The depiction of such moments was central to Bonnard’s artistic vision. A contemporary critic Roger-Marx noted in 1893 that the artist’s work: “catches fleeting poses, steals unconscious gestures, crystallizes the most transient expressions” (quoted in Bonnard (exhibition catalogue), Tate Gallery, London, 1998, p. 33). Much has been written about the influence of photography on this aspect of Bonnard’s painting. The artist’s earliest experiments with photography date to the period of his involvement with the Nabis; this group of young artists were predictably intrigued by the new technology and began to use it as another means of capturing everyday life and as a counterpoint to their painterly investigations of the same subjects. The influence of the medium is particularly evident in Femme accoudée avec chien et nature morte where the delicate play of light across the top of her head and shoulders and the deeper shadows of the painting’s recesses indicate a particular sensitivity to light and its effects.

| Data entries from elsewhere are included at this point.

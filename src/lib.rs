//! Data-driven style functions for map rendering.
//!
//! A style property is either a constant or a function of zoom level and/or
//! a feature property. This crate turns function definitions into immutable
//! [`CompiledFunction`]s:
//!
//! - Parse a [`FunctionSpec`] (or use [`compile_property`] on raw JSON)
//! - Compile it against the target property's [`PropertyDescriptor`]
//! - Evaluate with a zoom level and an optional [`Feature`]
#![forbid(unsafe_code)]
#![warn(missing_docs)]

mod foundation;

pub mod color;
pub mod function;
pub mod value;

pub use crate::color::{Color, ColorSpace};
pub use crate::foundation::error::{StyleError, StyleResult};
pub use crate::function::{
    CompiledFunction, FunctionKind, FunctionSpec, FunctionType, InterpolationType,
    PropertyDescriptor, PropertyType, SchemaValidator, StopsValidator, compile,
    compile_property, compile_validated, is_function,
};
pub use crate::value::{Feature, Type, Value, is_value, stringify};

Given Bonnard’s early involvement with the Nabis, it is unsurprising that light and, more importantly, color were so imaginatively explored in his mature work. In Femme accoudée avec chien et nature morte he combines a loose, textured application of paint with a relatively flattened perspective and rich patterning and coloration; these latter reveal his close relationship with artists like Gauguin and his more direct contemporary, Matisse, but Bonnard’s distinctive palette and careful juxtapositions of color are unique to him alone. As John Rewald writes, "With the exception of Vuillard, no painter of his generation was to endow his technique with so much sensual delight, so much feeling for the indefinable texture of paint, so much vibration. His paintings are covered with color applied with a delicate voluptuousness that confers to the pigment a life of its own and treats every single stroke like a clear note of a symphony. At the same time Bonnard's colors changed from opaque to transparent and brilliant, and his perceptiveness seemed to grow as his brush found ever more expert and more subtle means to capture the richness both of his imagination and of nature" (quoted in Pierre Bonnard (exhibition catalogue), Museum of Modern Art, New York, 1948, p. 48).

One of the first owner's of Femme accoudée avec chien et nature morte was Jos Hessel, a cousin of Josse and Gaston Bernheim and a noted art dealer, writer and collector. A close friend of the Nabis artists, Hessel and his wife are often depicted in Édouard Vuillard's works.